Fünf Gründe dafür, dass eine Volksinitiative in der Umsetzung scheitern kann

Adrian Vatter, Direktor des Instituts für Politikwissenschaft an der Uni Bern, schaut auf die Gründe, warum (in der Schweiz) die Umsetzung von Volksinitiativen harzt. Die NZZ, die den Beitrag gedruckt hat, bringt ihn leider nur print.

Fünf Gründe hat Adrian Vatter aufgrund einer Studie seiner Mitarbeiterin Bettina Stauffer eine harzige Umsetzung angenommener Volksinitiativen identifiziert:

. eine knappe Zustimmung in der Volksabstimmung;
. eine deutliche Ablehnung im Parlament;
. hohe Umsetzungskosten
. (juristische) Unklarheiten bezüglich der Bedeutung zentraler Begriffe und
. eine Nicht-Vereinbarkeit mit dem Völkerrecht.

Aktuelles Beispiel ist die Zweitwohnung-Initiative. 4 der 5 Kriterien erfüllt sie: Einzig aus der völkerrechtlichen Sicht gab es weder im Vornherein noch im Nachhinein keine Einwände; dafür kumulieren sich die anderen Ursachen gleich mehrfach:

Die Volksabstimmung ging mit 50,6 Prozent Ja und 13,5 (von 23) Kantonsstimmen denkbar knapp aus.
. Im Nationalrat waren 61 dafür, 123 dagegen; und im Ständerat votierten 10 für die Sache, die von 29 Kantonsvertretern abgelehnt wurde.
. Zwar sind die Umsetzungskosten nicht bekannt, alle gehen aber davon aus, dass sie vor allem in den betroffenen Regionen erheblich sind.
. Schliesslich hat auch der vor allem juristisch entfachte Streit, bis oder ab wann eine nicht-bewohnte Wohnung eine Zweitwohnung ist gezeigt, das eine der Hauptbegriffe interpretationsbedürftig ist – ganz unabhängig vom gegenwärtigen politischen Streit, ob die 20 Prozent Limite für Beweiligungen ab sofort oder ab Ende Jahr gilt.
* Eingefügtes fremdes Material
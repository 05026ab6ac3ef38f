pub mod client;
pub mod envelope;
pub mod orchestrator;
pub mod registry;
pub mod retry;
pub mod traits;

pub use client::InferenceClient;
pub use envelope::PromptEnvelope;
pub use orchestrator::CompletionOrchestrator;
pub use registry::{ClientHandle, CredentialRegistry, CredentialSource};
pub use traits::{ChunkStream, CompletionBackend};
Der Hintergrundsbeitrag in der NZZ zählt zahlreiche weitere Beispiele auf, deren Umsetzung ebenfalls Schwierigkeiten bereitete: vom Preisüberwacher bis hin zur Ausschaffungsinitiative gibt es eine ganze Reihe, die den Fallen nicht entgingen – allen voran die Alpen-Initiative.

Die AutorInnen fassen das so zusammen: “Eine Volksinitiative hat nach der ersten grossen Hürde der Annahme durch das Volk (und die Kantone, cal) noch lange nicht alle Hindernisse überwunden, sondern steht erst am Anfang. (…) Entscheidend ist der politische Wille beim Bund und vor allem auch in den betroffenen Kantonen.”

Man kann es damit bewenden lassen; man kann aber auch darüber hinaus gehen. Denn letztlich bedeutet das nichts anders, als Volksentscheidungen dann auf Schwierigkeiten in der Umsetzung stossen, wenn es einen institutionell gut verankerten, verweigerungsfähigen Akteur gibt. Darauf sollten sich Initianten gleich zu Beginn einstellen, denn die Wahrscheinlichkeit , auch im Vollzugsprozess bestehen zu müssen, sind parallel zur jüngst gestiegenen Zahl Volksinititiven, die angenommen wurden, zugenommen.